Агатовый Переход - страница 17



Она могла поклясться чем угодно, что еще минуту назад его там не было. От удивления ее глаза расширились, а рассудок лихорадочно заметался в поисках объяснения чудесной материализации кольца на столе. Естественно, версию о своей невнимательности, обычно это первое, что приходит на ум в таких случаях, она решительно отмела, стоило только взглянуть на разруху, которую она учинила в номере, разыскивая пропажу. Значит, было что-то другое.

Лыжники, как жаворонки, чтобы первыми прострочить снежную мантию ослепительно белого склона, начинают снаряжаться с раннего утра. Ей же стало не до сборов, потерянно, понимая, что такое никому не расскажешь, побрела в отельный ресторан завтракать.

В ресторане было непривычно многолюдно и, первый раз за все такое суетное утро она посмотрела из окна на горы. Там, наверху, все было затянуто пепельной, невообразимых размеров снеговой тучей. Ее бывалые попутчики, предвидя такую погодную переменчивость, успели взять напрокат машину и сейчас, попивая капуччино, деловито обсуждали преимущества посещения близлежащих, известных своими историческими достопримечательностями городов. Остановили свой выбор на Вероне. Она стеснялась просить, чтобы ее взяли с собой, но они наперебой стали рассказывать, как тяжело кататься, когда из-за снега залепляющего маску как следует не видно трассу под ногами и что ей не остается ничего другого, как ехать с ними.

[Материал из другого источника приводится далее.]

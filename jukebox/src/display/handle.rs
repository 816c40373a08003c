use log::{info, warn};

use super::device::{DisplayDevice, DisplayError, ModeInfo, Resolution};
use super::mode_policy::{
    self, DisplayMode, ModeProber, ModeRequest, ResolutionPolicy,
};

/// Owns the open controller connection, the mode currently programmed and
/// whether this process holds master ownership.
pub struct DisplayHandle<D: DisplayDevice> {
    device: D,
    mode: Option<ModeInfo>,
    has_master: bool,
}

impl<D: DisplayDevice> DisplayHandle<D> {
    /// `device` must already be opened; a freshly opened controller node
    /// grants master to its first opener.
    pub fn new(device: D) -> Self {
        Self {
            device,
            mode: None,
            has_master: true,
        }
    }

    pub fn device(&self) -> &D {
        &self.device
    }

    pub fn device_mut(&mut self) -> &mut D {
        &mut self.device
    }

    pub fn current_mode(&self) -> Option<&ModeInfo> {
        self.mode.as_ref()
    }

    pub fn screen_size(&self) -> Option<Resolution> {
        self.mode.as_ref().map(|mode| mode.resolution)
    }

    pub fn has_master(&self) -> bool {
        self.has_master
    }

    pub fn acquire_master(&mut self) -> Result<(), DisplayError> {
        self.device.acquire_master()?;
        self.has_master = true;
        info!("display master acquired");
        Ok(())
    }

    pub fn release_master(&mut self) -> Result<(), DisplayError> {
        self.has_master = false;
        self.device.release_master()?;
        info!("display master released");
        Ok(())
    }

    /// Picks a mode for `display_mode` and remembers it. The mode takes effect
    /// on the next modeset issued by the presenter.
    pub fn select_mode(
        &mut self,
        display_mode: DisplayMode,
        policy: &ResolutionPolicy,
    ) -> Result<ModeInfo, DisplayError> {
        let modes = self.device.modes()?;
        let mode = mode_policy::select_mode(
            display_mode,
            policy,
            modes.as_slice(),
        )
        .ok_or(DisplayError::NoConnector)?;

        info!(
            "selected {} @ {}Hz for {:?}",
            mode.resolution, mode.refresh_hz, display_mode
        );
        self.mode = Some(mode.clone());
        Ok(mode)
    }

    /// Selects the advertised mode with exactly `resolution`, for when the
    /// render surface cannot follow the policy's choice.
    pub fn select_exact(
        &mut self,
        resolution: Resolution,
    ) -> Result<ModeInfo, DisplayError> {
        let modes = self.device.modes()?;
        let mode = modes
            .as_slice()
            .probe(ModeRequest::Exact(resolution))
            .ok_or_else(|| {
                DisplayError::Modeset(format!("{} not advertised", resolution))
            })?;

        info!("selected {} @ {}Hz", mode.resolution, mode.refresh_hz);
        self.mode = Some(mode.clone());
        Ok(mode)
    }

    /// Checks that the remembered mode is still advertised after another
    /// process had the controller, falling back to a fresh selection.
    pub fn restore_mode(
        &mut self,
        display_mode: DisplayMode,
        policy: &ResolutionPolicy,
    ) -> Result<ModeInfo, DisplayError> {
        let modes = self.device.modes()?;

        if let Some(previous) = self.mode.clone() {
            if modes.iter().any(|mode| *mode == previous) {
                return Ok(previous);
            }
            warn!(
                "previous mode {} no longer advertised; reselecting",
                previous.resolution
            );
        }

        self.select_mode(display_mode, policy)
    }
}

#[cfg(test)]
mod tests {
    use super::*;
    use crate::backend::virtual_display::{DisplayOp, VirtualDisplay};

    #[test]
    fn select_mode_remembers_choice() {
        let mut handle = DisplayHandle::new(VirtualDisplay::new(vec![
            (Resolution::new(1920, 1080), true),
            (Resolution::new(1280, 720), false),
        ]));

        let mode = handle
            .select_mode(DisplayMode::CrtNative, &ResolutionPolicy::default())
            .unwrap();
        assert_eq!(mode.resolution, Resolution::new(1920, 1080));
        assert_eq!(handle.screen_size(), Some(Resolution::new(1920, 1080)));
    }

    #[test]
    fn master_ownership_round_trip() {
        let mut handle = DisplayHandle::new(VirtualDisplay::new(vec![(
            Resolution::new(720, 480),
            true,
        )]));

        handle.release_master().unwrap();
        assert!(!handle.has_master());
        handle.acquire_master().unwrap();
        assert!(handle.has_master());
        assert_eq!(
            handle.device().ops(),
            &[DisplayOp::ReleaseMaster, DisplayOp::AcquireMaster]
        );
    }

    #[test]
    fn restore_mode_keeps_previous_when_still_advertised() {
        let mut handle = DisplayHandle::new(VirtualDisplay::new(vec![
            (Resolution::new(1920, 1080), true),
            (Resolution::new(1280, 720), false),
        ]));
        let policy = ResolutionPolicy {
            modern_preferred: Resolution::new(1280, 720),
            ..ResolutionPolicy::default()
        };
        handle.select_mode(DisplayMode::ModernTv, &policy).unwrap();

        let restored =
            handle.restore_mode(DisplayMode::ModernTv, &policy).unwrap();
        assert_eq!(restored.resolution, Resolution::new(1280, 720));
    }

    #[test]
    fn select_exact_only_takes_advertised_sizes() {
        let mut handle = DisplayHandle::new(VirtualDisplay::new(vec![
            (Resolution::new(1920, 1080), true),
            (Resolution::new(1280, 720), false),
        ]));

        let mode = handle.select_exact(Resolution::new(1280, 720)).unwrap();
        assert_eq!(mode.index, 1);
        assert_eq!(handle.screen_size(), Some(Resolution::new(1280, 720)));

        assert!(handle.select_exact(Resolution::new(800, 600)).is_err());
        assert_eq!(handle.screen_size(), Some(Resolution::new(1280, 720)));
    }
}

Как будто она отказывалась.

Все средиземноморские города похожи друг на друга, и все абсолютно разные. И не только своей историей, своими соборами, но и особой аурой, присущей только этому месту. Она любила побродить по маленьким улочкам таких городов, впитывая в себя ароматы, доносящихся из открытых тратторий и ресторанчиков, миниатюрных кондитерских, где можно было выпить чашку отличного, как и везде в Италии, кофе.

Их целью было найти дом Джульетты, оставить на стене свою надпись и, загадав желание, потереть медную грудь возлюбленной несчастного Ромео. Легенды удивительная вещь, наполненные верой миллионов людей они становятся неразделимыми с историей. И уже никому нет дела, что балкончик бутафорский, что Шекспир нафантазировал изрядно, главное выполнить обязательный ритуал и с чистой совестью ждать исполнения загаданного.

День выдался пасмурный, но иногда унылая грязно-серая масса облаков расступалась, и с раскрывавшейся пронзительной синевы зимнего неба, на землю к людям золотой монеткой падал солнечный луч. И город, будто задремавший уличный музыкант, увидевший золото, оживлялся на время, теребя свою скрипочку, прибавлял движения, но быстро выдыхался, и только река Адидже, как и тысячу лет, назад неутомимо несла бурные воды между своих берегов, крутой петлей охватывающей город.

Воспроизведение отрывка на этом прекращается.